Dois casais se encontram em uma feira de arte. Sob o olhar ciumento da esposa, um dos homens cumprimenta a mulher do outro. Ela devolve o cumprimento, enquanto seu marido observa a cena placidamente. "Ele não quis saber quem era. Na sessão do dia seguinte, o cliente também não tocou no assunto, e a nossa relação continuou boa", diz a psicóloga Vivian Schindler.

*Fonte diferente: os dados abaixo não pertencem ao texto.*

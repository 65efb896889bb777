//! Console configuration parsing and validation.

use std::path::Path;
use std::time::Duration;

use serde::Deserialize;

use crate::{AppError, Result};

fn default_server_url() -> String {
    "http://127.0.0.1:8000/api".into()
}

fn default_request_timeout_seconds() -> u64 {
    30
}

fn default_poll_interval_ms() -> u64 {
    2000
}

/// Console configuration parsed from `sqlscope.toml`.
///
/// Every field has a default, so the console runs without a config file
/// against a locally hosted service.
#[derive(Debug, Clone, Deserialize, PartialEq, Eq)]
#[serde(rename_all = "snake_case", default)]
pub struct ConsoleConfig {
    /// Base URL of the check service API.
    #[serde(default = "default_server_url")]
    pub server_url: String,
    /// Per-request timeout for plain request/response calls.  Does not
    /// apply to the streaming check body.
    #[serde(default = "default_request_timeout_seconds")]
    pub request_timeout_seconds: u64,
    /// Fixed batch progress polling interval.
    #[serde(default = "default_poll_interval_ms")]
    pub poll_interval_ms: u64,
    /// Model used when a command does not specify `--model-id`.
    pub default_model_id: Option<i64>,
    /// ERP configuration used when a command does not specify
    /// `--erp-config-id`.
    pub default_erp_config_id: Option<i64>,
}

impl Default for ConsoleConfig {
    fn default() -> Self {
        Self {
            server_url: default_server_url(),
            request_timeout_seconds: default_request_timeout_seconds(),
            poll_interval_ms: default_poll_interval_ms(),
            default_model_id: None,
            default_erp_config_id: None,
        }
    }
}

impl ConsoleConfig {
    /// Parse a configuration from TOML text.
    ///
    /// # Errors
    ///
    /// Returns `AppError::Config` on malformed TOML or a zero polling
    /// interval.
    pub fn from_toml_str(text: &str) -> Result<Self> {
        let config: Self = toml::from_str(text)?;
        config.validate()?;
        Ok(config)
    }

    /// Load a configuration file, or defaults when `path` is `None`.
    ///
    /// # Errors
    ///
    /// Returns `AppError::Config` when the file cannot be read or fails
    /// to parse.  A missing *explicit* path is an error; no path at all
    /// is not.
    pub fn load(path: Option<&Path>) -> Result<Self> {
        match path {
            None => Ok(Self::default()),
            Some(path) => {
                let text = std::fs::read_to_string(path).map_err(|err| {
                    AppError::Config(format!("cannot read {}: {err}", path.display()))
                })?;
                Self::from_toml_str(&text)
            }
        }
    }

    /// Polling interval as a [`Duration`].
    #[must_use]
    pub fn poll_interval(&self) -> Duration {
        Duration::from_millis(self.poll_interval_ms)
    }

    /// Request timeout as a [`Duration`].
    #[must_use]
    pub fn request_timeout(&self) -> Duration {
        Duration::from_secs(self.request_timeout_seconds)
    }

    fn validate(&self) -> Result<()> {
        if self.server_url.trim().is_empty() {
            return Err(AppError::Config("server_url must not be empty".into()));
        }
        if self.poll_interval_ms == 0 {
            return Err(AppError::Config("poll_interval_ms must be positive".into()));
        }
        Ok(())
    }
}
//! State machine for one in-flight single-statement check.
//!
//! A [`CheckSession`] consumes [`CheckEvent`]s in arrival order and
//! maintains the evolving [`CheckResult`].  Every transition is a plain
//! function of the current result and one event, so any intermediate
//! state is reproducible in a test without a rendering surface.
//!
//! Once the result reaches [`CheckStatus::Success`] or
//! [`CheckStatus::Failed`] it is frozen: no later event, however
//! malformed the server, mutates it.  Running another check means
//! building a fresh session.

use serde::Serialize;

use crate::stream::events::CheckEvent;

/// Lifecycle status of a check result.
#[derive(Debug, Clone, Copy, Default, Serialize, PartialEq, Eq)]
#[serde(rename_all = "snake_case")]
pub enum CheckStatus {
    /// Check submitted, no `start` event observed yet.
    #[default]
    Pending,
    /// Analysis text is arriving incrementally.
    Streaming,
    /// Check finished successfully.  Terminal.
    Success,
    /// Check failed — remote error or transport failure.  Terminal.
    Failed,
}

/// Accumulating outcome of one check operation.
#[derive(Debug, Clone, Default, Serialize, PartialEq, Eq)]
pub struct CheckResult {
    /// Current lifecycle status.
    pub status: CheckStatus,
    /// History record identifier, set on `start` and `done`.
    pub record_id: Option<i64>,
    /// EXPLAIN analysis text.  The last `explain` event observed wins.
    pub explain_text: Option<String>,
    /// Analysis text accumulated from `content` events, in arrival order.
    pub accumulated_text: String,
    /// Failure description, set only when the check fails.
    pub error_message: Option<String>,
    /// Total analysis duration in milliseconds, set on `done`.
    pub duration_ms: Option<u64>,
}

impl CheckResult {
    /// Whether the result is frozen.
    #[must_use]
    pub fn is_terminal(&self) -> bool {
        matches!(self.status, CheckStatus::Success | CheckStatus::Failed)
    }
}

/// State machine owning one in-flight check operation.
#[derive(Debug, Default)]
pub struct CheckSession {
    result: CheckResult,
}

impl CheckSession {
    /// Start a fresh session with an empty [`CheckResult`] in `Pending`.
    #[must_use]
    pub fn new() -> Self {
        Self::default()
    }

    /// The current result snapshot.
    #[must_use]
    pub fn result(&self) -> &CheckResult {
        &self.result
    }

    /// Whether the session reached `Success` or `Failed`.
    #[must_use]
    pub fn is_terminal(&self) -> bool {
        self.result.is_terminal()
    }

    /// Consume the session, yielding the final result.
    #[must_use]
    pub fn into_result(self) -> CheckResult {
        self.result
    }

    /// Apply one protocol event to the result.
    ///
    /// Returns `true` when the result changed (the caller should publish
    /// a snapshot), `false` when the event was informational or arrived
    /// after a terminal state and was ignored.
    pub fn apply(&mut self, event: CheckEvent) -> bool {
        if self.result.is_terminal() {
            return false;
        }

        match event {
            // Informational only; surfaced by the caller, never stored.
            CheckEvent::Status { .. } => false,
            CheckEvent::Start { record_id } => {
                self.result.status = CheckStatus::Streaming;
                self.result.record_id = Some(record_id);
                true
            }
            CheckEvent::Explain { explain_result } => {
                self.result.explain_text = Some(explain_result);
                true
            }
            CheckEvent::Content { chunk } => {
                self.result.status = CheckStatus::Streaming;
                self.result.accumulated_text.push_str(&chunk);
                true
            }
            CheckEvent::Done {
                record_id,
                duration_ms,
            } => {
                self.result.status = CheckStatus::Success;
                self.result.record_id = Some(record_id);
                self.result.duration_ms = Some(duration_ms);
                true
            }
            CheckEvent::Error { message } => {
                self.result.status = CheckStatus::Failed;
                self.result.error_message = Some(message);
                true
            }
        }
    }

    /// Fail the session with a transport-level message.
    ///
    /// Used when the connection drops or errors before any terminal
    /// event.  A no-op once the session is terminal, so a late transport
    /// hiccup after a clean `done` never overwrites the outcome.
    pub fn fail_transport(&mut self, message: impl Into<String>) -> bool {
        if self.result.is_terminal() {
            return false;
        }
        self.result.status = CheckStatus::Failed;
        self.result.error_message = Some(message.into());
        true
    }
}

Só de imaginar um encontro desses com o terapeuta causa arrepios em muita gente. Fora do consultório, o acordo tácito de preservação da privacidade e da cumplicidade é ameaçado. Por isso, encontros casuais na rua ou no restaurante em geral provocam profundo constrangimento. Então, como reagir ao topar com o terapeuta e vice-versa? Entre as diversas correntes da psicologia, a psicanálise é uma das mais rígidas sobre o comportamento do profissional dentro e fora do consultório: nunca dar a mão ou fazer algum movimento que propicie contato físico, manter neutralidade a qualquer custo, fingir que não vê se encontra o paciente em público. Essa última recomendação pode traumatizar o analisando. "Já atendi pessoas que se sentiram péssimas depois de encontrar em público o psicanalista que os atendeu por dez anos ou mais", conta Mara Cristina Souza de Lucia, diretora da Divisão de Psicologia do Instituto Central do Hospital das Clínicas (SP).

O ambiente neutro
O que está em jogo, nesse caso, é a manutenção do chamado "setting" da análise, ou seja, o ambiente, a princípio neutro, onde uma pessoa pode desnudar sua vida por meio das palavras e do não-dito. A orientação psicanálitica parece fundamentar o comportamento de Mara, que afirma que os encontros em público fazem parte da rotina. "Coloco em prática a boa educação e cumprimento. Mas, se há um movimento da outra parte no sentido de uma conversa ou aproximação maior, peço licença e me afasto." Adepta da psicologia psicodinâmica, Vivian Schindler acredita que o cliente pode se sentir intimidado durante um encontro desses. "Ele pode não querer encontrar um terapeuta para quem contou intimidades temendo se expor socialmente", diz. A pessoa pode, por exemplo, estar acompanhado por um amigo ou parente que não sabe que ela faz terapia e se sentir obrigada a mentir caso o terapeuta tome a iniciativa de cumprimentá-la. O risco é o terapeuta levar isso muito a sério. "Ele pode parecer um maluco se escondendo atrás de colunas para não ser visto pelo cliente", diz Vivian. Como a maioria dos colegas que conhece, Vivian opta por respeitar a decisão do cliente. Se ele tomar a iniciativa e cumprimentar, muito bem. Se não, ok. "Ele é o comandante da relação", define.

Mínimo de papo
A psicóloga e colunista da Folha Rosely Sayão avalia os encontros fora do consultório como "contatos inesperados e rápidos, nos quais se deve reagir com naturalidade, equivalente a encontrar um conhecido com quem não tem intimidade". Para ela, vale a regra da "fala mínima", que se limita a um simples cumprimento. "No ambiente social, o paciente receia que sua intimidade seja devassada", diz Sayão. Para o paciente, uma alternativa para não ser pego de surpresa em uma situação dessas é conversar com o terapeuta sobre o assunto nas primeiras sessões, pois é nessa fase que se estabelecem os padrões de relacionamento. Uma coisa é certa, segundo Rosely: o profissional nunca deve dar o primeiro passo em uma situação de saia justa como os encontros públicos. Se o cliente não cumprimentar, "o terapeuta fica na dele", diz ela. É uma das raras ocasiões em que a indiferença do outro é perfeitamente compreensível e aceitável.